* Source material:
━━━━━━━━

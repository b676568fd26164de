//! Normalization of raw search results into publishable records.

use crate::error::FormatError;
use crate::models::{NormalizedArticle, RawArticle};
use crate::utils::truncate_chars;
use serde::Deserialize;
use serde_json::Value;
use tracing::error;

/// Maximum length of `content_preview`, in characters.
pub const PREVIEW_CHARS: usize = 1000;

/// Format one search result into a [`NormalizedArticle`].
///
/// The preview is the first [`PREVIEW_CHARS`] characters of `fields.body` when it
/// is present and non-empty, otherwise of `webTitle` when it is a string,
/// otherwise empty. `fields.trailText` is not consulted. `webPublicationDate`,
/// `webTitle` and `webUrl` are copied unchanged, whatever their JSON type.
///
/// # Errors
///
/// * [`FormatError::TypeMismatch`] if `article` is not a JSON object
/// * [`FormatError::Unexpected`] if `fields` is not an object or `fields.body`
///   is not a string
pub fn format_article(article: &Value) -> Result<NormalizedArticle, FormatError> {
    if !article.is_object() {
        return Err(FormatError::TypeMismatch {
            found: json_kind(article),
        });
    }

    let raw = RawArticle::deserialize(article).map_err(|e| {
        error!(error = %e, "Unexpected error while formatting article");
        FormatError::Unexpected(e)
    })?;

    Ok(normalize(raw))
}

/// Build the normalized record from an already decoded article.
pub fn normalize(raw: RawArticle) -> NormalizedArticle {
    let body = raw
        .fields
        .and_then(|f| f.body)
        .filter(|b| !b.is_empty());

    let content_preview = match body {
        Some(body) => truncate_chars(&body, PREVIEW_CHARS),
        None => raw
            .web_title
            .as_ref()
            .and_then(Value::as_str)
            .map(|t| truncate_chars(t, PREVIEW_CHARS))
            .unwrap_or_default(),
    };

    NormalizedArticle {
        web_publication_date: raw.web_publication_date,
        web_title: raw.web_title,
        web_url: raw.web_url,
        content_preview,
    }
}

fn json_kind(value: &Value) -> &'static str {
    match value {
        Value::Null => "null",
        Value::Bool(_) => "boolean",
        Value::Number(_) => "number",
        Value::String(_) => "string",
        Value::Array(_) => "array",
        Value::Object(_) => "object",
    }
}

━━━━━━━━

* What to do:
How many of the listing's lines include "TypeMismatch"? State only that number.

* Task result:
2